L’Iran minaccia guerra anche all’Italia

L’Iran minaccia guerra anche all’Italia

A Washington non sanno cosa sia peggio. Se il rischio di un imminente attacco israeliano ai siti nucleari di Teheran o la voce grossa della Suprema Guida Alì Khamenei che minaccia di rispondere con missili e attentati alle sanzioni occidentali. Una cosa è certa, da questo braccio di ferro a tre rischiamo di uscire con le ossa rotta pure noi italiani. Per capirlo basta scorrere l’articolo del 14 dicembre scorso di Masrhegh News, un sito vicino ai servizi di sicurezza della Repubblica Islamica. Nel dettagliatissimo pezzo si citano tutte le basi americane obbiettivo di una possibile rappresaglia missilistica. Tra i principali bersagli in territorio afghano spiccano l’aeroporto di Herat, sede del comando italiano e quello di Shindad gestito dai nostri militari assieme a quelli americani. Dopo aver identificato una trentina di obbiettivi situati in 10 paesi circostanti, l’articolo sottolinea che Herat «a 122 chilometri dal confine iraniano» e Shindand a 124 possono «essere facilmente minacciate dai missili Zilzal o dai più precisi missili Fath 110». Le minacce indirette al nostro Paese risultano ancor più preoccupanti se si pensa che l’ipotesi di un raid non è più una pura speculazione, ma quasi certezza. Anzi a dar retta al segretario alla Difesa statunitense Leon Panetta è solo questione di tempo. Stando al Washington Post il responsabile del Pentagono è quasi certo che il blitz israeliano scatterà tra aprile, maggio e giugno per impedire il trasferimento dei laboratori per l’arricchimento dell’uranio iraniano negli enormi bunker sotterranei scavati nel cuore di alcune montagne. Il trasloco garantirebbe a Teheran il raggiungimento di quella che gli esperti israeliani definiscono «zona d’immunità». Da quel momento in poi nessuna bomba convenzionale sarebbe più in grado di arrecare danni vitali ai laboratori celati sotto decine di metri di roccia.

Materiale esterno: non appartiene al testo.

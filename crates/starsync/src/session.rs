//! Per-peer session: one bidirectional stream's data plane.
//!
//! A session owns the stream's read and write halves through two small
//! tasks; everything else (version accounting, the outbound buffer,
//! batch building) is plain state mutated only on the engine's event
//! loop. The write path keeps at most one frame in flight and coalesces
//! whatever accumulates behind it.

use std::collections::{HashMap, HashSet, VecDeque};
use std::sync::Arc;

use tokio::sync::mpsc;
use tokio::task::JoinHandle;
use tracing::{debug, warn};

use starsync_core::{ComponentArray, MessageBatch, NodeId, SyncMessage};

use crate::engine::Op;
use crate::transport::Channel;

/// Data-plane state for one connected peer. Client and server streams
/// behave identically once established.
pub(crate) struct PeerSession {
    peer: NodeId,
    /// Distinguishes this session from an earlier one to the same peer,
    /// so late events from a replaced stream are ignored.
    token: u64,
    /// Highest version this peer is known to hold, per (origin,
    /// component), fed by both what we sent and what it sent us.
    peer_versions: HashMap<NodeId, ComponentArray<u64>>,
    /// Messages awaiting transmission, oldest first.
    outbuf: VecDeque<Arc<SyncMessage>>,
    /// Entries of `outbuf` covered by the frame currently in flight.
    consumed: usize,
    writing: bool,
    batches: mpsc::Sender<MessageBatch>,
    writer: JoinHandle<()>,
    reader: JoinHandle<()>,
}

impl PeerSession {
    /// Take over an established stream and start its I/O tasks.
    pub(crate) fn start(
        peer: NodeId,
        token: u64,
        channel: Channel,
        ops: mpsc::UnboundedSender<Op>,
    ) -> Self {
        let Channel {
            mut sender,
            mut receiver,
        } = channel;

        // One slot: the loop hands over a frame only while idle.
        let (batch_tx, mut batch_rx) = mpsc::channel::<MessageBatch>(1);

        let writer_ops = ops.clone();
        let writer = tokio::spawn(async move {
            while let Some(batch) = batch_rx.recv().await {
                let result = sender.send(batch).await;
                let failed = result.is_err();
                if writer_ops
                    .send(Op::WriteDone {
                        peer,
                        token,
                        result,
                    })
                    .is_err()
                    || failed
                {
                    break;
                }
            }
        });

        let reader = tokio::spawn(async move {
            loop {
                match receiver.recv().await {
                    Ok(Some(batch)) => {
                        if ops.send(Op::Inbound { peer, token, batch }).is_err() {
                            break;
                        }
                    }
                    Ok(None) => {
                        let _ = ops.send(Op::PeerClosed { peer, token });
                        break;
                    }
                    Err(err) => {
                        warn!(%peer, error = %err, "sync stream read failed");
                        let _ = ops.send(Op::PeerClosed { peer, token });
                        break;
                    }
                }
            }
        });

        Self {
            peer,
            token,
            peer_versions: HashMap::new(),
            outbuf: VecDeque::new(),
            consumed: 0,
            writing: false,
            batches: batch_tx,
            writer,
            reader,
        }
    }

    pub(crate) fn peer(&self) -> NodeId {
        self.peer
    }

    pub(crate) fn token(&self) -> u64 {
        self.token
    }

    /// Record a version observed on the inbound path so the same update
    /// is not echoed back. Aggregates carry no reconcilable version and
    /// leave no trace.
    pub(crate) fn observe_inbound(&mut self, message: &SyncMessage) {
        if message.is_aggregate() {
            return;
        }
        let versions = self.peer_versions.entry(message.origin()).or_default();
        let slot = &mut versions[message.component()];
        if *slot < message.version() {
            *slot = message.version();
        }
    }

    /// Queue a message for this peer if it is news to it.
    ///
    /// Snapshots are gated on the per-peer version vector; aggregates
    /// always go out and never touch it.
    pub(crate) fn offer(&mut self, message: &Arc<SyncMessage>) {
        if message.is_aggregate() {
            self.outbuf.push_back(Arc::clone(message));
        } else {
            let versions = self.peer_versions.entry(message.origin()).or_default();
            let slot = &mut versions[message.component()];
            if *slot >= message.version() {
                return;
            }
            *slot = message.version();
            self.outbuf.push_back(Arc::clone(message));
        }
        if !self.writing {
            self.pump();
        }
    }

    /// The in-flight frame was written; release what it covered and keep
    /// pumping.
    pub(crate) fn on_write_done(&mut self) {
        self.outbuf.drain(..self.consumed);
        self.consumed = 0;
        self.writing = false;
        if !self.outbuf.is_empty() {
            self.pump();
        }
    }

    /// Build one coalesced frame from the buffer and hand it to the
    /// writer task.
    ///
    /// The buffer is scanned newest to oldest and each origin is
    /// included at most once, so a burst from one origin collapses to
    /// its latest message.
    fn pump(&mut self) {
        debug_assert!(!self.writing);
        if self.outbuf.is_empty() {
            return;
        }

        let mut included: HashSet<NodeId> = HashSet::new();
        let mut messages = Vec::new();
        for message in self.outbuf.iter().rev() {
            if included.insert(message.origin()) {
                messages.push(SyncMessage::clone(message));
            }
        }
        messages.reverse();
        self.consumed = self.outbuf.len();

        let batch = MessageBatch::from(messages);
        debug!(peer = %self.peer, frame = batch.len(), buffered = self.consumed, "frame queued");
        self.writing = true;
        // If the writer task is already gone its terminal event removes
        // this session; the lost frame no longer matters.
        let _ = self.batches.try_send(batch);
    }

    /// Stop the I/O tasks. Dropping the write half closes the stream for
    /// the peer.
    pub(crate) fn shutdown(&self) {
        self.writer.abort();
        self.reader.abort();
    }
}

Le angosce di Panetta, stando al Washington Post, hanno iniziato a manifestarsi un mese fa quando il suo omologo israeliano Ehud Barak gli ha motivato con ragioni economiche il rifiuto a partecipare a una grande esercitazione militare prevista tra aprile e maggio. Visto che Israele risparmia su tutto, ma non sulla sicurezza, il buon Panetta ha incominciato a preoccuparsi molto seriamente. L’affondo israeliano scatterebbe nel pieno della corsa per la Casa Bianca facendo rivivere a Barak Obama l’imbarazzante situazione in cui si trovò Jimmy Carter durante la campagna elettorale di 32 anni fa. Costretto per garantirsi la rielezione a tentar di liberare gli ostaggi dell’ambasciata di Teheran il presidente democratico ordinò un fallimentare blitz che gli costò la poltrona.

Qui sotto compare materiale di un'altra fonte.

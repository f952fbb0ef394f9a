//! Lexer module for logmeter programs

pub mod scanner;
pub mod token;

pub use scanner::*;
pub use token::*;
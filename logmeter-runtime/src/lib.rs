//! logmeter runtime - Program Execution
//!
//! Runs compiled programs against log lines:
//!
//! ```text
//! program dir ──load──► Vec<Vm> ──► Dispatcher ◄── mpsc<String> ◄── tailer
//!                                       │
//!                                       ▼
//!                                 Arc<MetricStore> ──► export
//! ```
//!
//! Programs are loaded once at startup. The dispatcher owns every VM and
//! feeds each line to all of them in turn on a single task; the store is
//! the only state shared with the outside.

pub mod dispatcher;
pub mod load;
pub mod strptime;
pub mod vm;

pub use dispatcher::Dispatcher;
pub use load::{compile_program, load_programs, LoadError, LoadResult};
pub use strptime::parse_time;
pub use vm::{RuntimeError, RuntimeResult, Vm};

A turbare i sonni di Leon Panetta contribuisce da ieri anche Alì Khamenei. La principale autorità politica religiosa iraniana ha approfittato delle celebrazioni per l’anniversario della Rivoluzione Islamica per minacciare guerra aperta all’Occidente se Stati Uniti ed Europa cercheranno di fermare con le sanzioni o con un attacco militare i piani nucleari del suo paese. «Minacciare l’Iran o attaccare l’Iran danneggerà soprattutto l'America, le sanzioni non avranno alcun impatto sulla nostra determinazione a continuare il cammino verso il nucleare, in risposta alle minacce di embargo petrolifero o di guerra sapremo rispondere con le nostre minacce al momento adeguato. Non ho esitazioni nell’annunciare - spiega la Suprema Guida in un discorso televisivo - che appoggeremo o aiuteremo ogni nazione o gruppo desideroso di combattere contro il regime sionista». Quelle due frasi contengono tutti gli elementi della minaccia in grado d’incendiare il Medio Oriente.
La promessa di considerare nemico e oggetto di rappresaglia chiunque aderisca alle sanzioni trasforma in potenziali obbiettivi tutti i paesi della Ue promotori dell’embargo sui prodotti petroliferi.

E la minaccia di appoggiare qualsiasi nemico d’Israele fa temere che gruppi come Hamas, la Jihad Islamica palestinese o il Partito di Dio libanese possano essere usati per mettere a segno atti terroristici contro l’Occidente.